Po tygodniu znalazła go. W przejściu podziemnym. Leżał na kartonie, przykryty kurtką, tą samą, którą mu kiedyś dała. Oczy otwarte, ale wzrok mglisty, szklisty. Policzki blade, usta spierzchnięte. Oddychał. Ale ledwo. I od tego oddechu—cichego, urywanego—wszystko w niej pękło. Bo nikt, choćby najmocniejszy, nie powinien oddychać tak sam.

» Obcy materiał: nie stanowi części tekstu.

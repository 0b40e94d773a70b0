//! Integration Tests for the Session and Chat Flow
//!
//! These tests drive the full headless flow: sign-in through the identity
//! provider, persistence across store instances, and the chat send loop
//! against a mock assistant backend.
//!
//! # Test Coverage
//!
//! 1. **Session Lifecycle**: login / restore / logout round trips
//! 2. **Credential Handling**: malformed tokens never disturb state
//! 3. **Chat Flow**: replies, fallbacks, failures, and the 401 teardown
//! 4. **Ordering**: one in-flight send, append order equals submission order
//! 5. **Provider Handshake**: credentials flow from widget to session
//!
//! # Mock Backend
//!
//! We use a configurable mock assistant that:
//! - Tracks the number of requests made
//! - Records the query and credential of every request
//! - Returns scripted replies or injected failures in order

use std::collections::VecDeque;
use std::sync::atomic::{AtomicUsize, Ordering};
use std::sync::Arc;

use async_trait::async_trait;
use base64::engine::general_purpose::URL_SAFE_NO_PAD;
use base64::Engine;
use parking_lot::Mutex;
use pretty_assertions::assert_eq;
use tempfile::TempDir;

use sage_core::{
    backend::{AskError, AskReply, AssistantBackend},
    chat::{Author, Conversation, SendOutcome, AUTH_FAILED_REPLY, FALLBACK_REPLY},
    provider::{ButtonOptions, ButtonSlot, GoogleIdentity, IdentityProvider, ProviderConfig},
    session::{SessionStore, CREDENTIAL_KEY, IDENTITY_KEY},
    storage::Storage,
};

// ============================================================================
// Helpers
// ============================================================================

/// Build a well-formed three-segment credential carrying the given claims.
fn make_credential(name: &str, email: &str) -> String {
    let header = URL_SAFE_NO_PAD.encode(r#"{"alg":"RS256","typ":"JWT"}"#);
    let payload = URL_SAFE_NO_PAD.encode(
        serde_json::json!({
            "iss": "https://accounts.example.com",
            "sub": "1234567890",
            "name": name,
            "email": email,
            "picture": format!("https://example.com/{name}.png"),
        })
        .to_string(),
    );
    format!("{header}.{payload}.test-signature")
}

fn fresh_session() -> (TempDir, SessionStore) {
    let dir = TempDir::new().unwrap();
    let storage = Storage::open(dir.path().join("sessions")).unwrap();
    (dir, SessionStore::new(storage))
}

fn signed_in_session() -> (TempDir, SessionStore, String) {
    let (dir, mut session) = fresh_session();
    let credential = make_credential("Ada", "ada@example.com");
    session.login(&credential);
    assert!(session.is_authenticated());
    (dir, session, credential)
}

// ============================================================================
// Configurable Mock Assistant
// ============================================================================

/// A scripted assistant backend.
///
/// Replies are served in the order they were queued; when the script runs
/// dry, further requests answer with a plain "ok".
struct MockAssistant {
    request_count: AtomicUsize,
    replies: Mutex<VecDeque<Result<AskReply, AskError>>>,
    seen: Mutex<Vec<(String, String)>>,
}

W szpitalu leżał cztery dni. Najpierw nieprzytomny, z kroplówką w cienkiej ręce i kocem, który wciąż się zsuwał. Pielęgniarki mówiły, iż gorączka trzyma, ale serce ma uparte. Kinga prawie nie odchodziła. Siedziała przy nim, gładziła go po ramieniu, czytała na głos, choć wiedziała—nie słyszy. Albo słyszy, ale nie może odpowiedzieć.
Aż w końcu otworzył oczy i rzekł:
— Myślałem, iż nie przyjdziesz.
Głos miał słaby, ochrypły, jakby wydobywał się z miejsca, gdzie od dawna nikt nie mówił. Ścisnęła jego dłoń mocnoŚcisnęła jego dłoń mocno, jakby ta chwila mogła zatrzymać czas, i powiedziała: „Obiecałam przecież, a ja zawsze dotrzymuję słowa”, a on uśmiechnął się lekko, jakby w końcu po latach niepewności znalazł miejsce, gdzie nie musiał już pytać, gdzie śpi.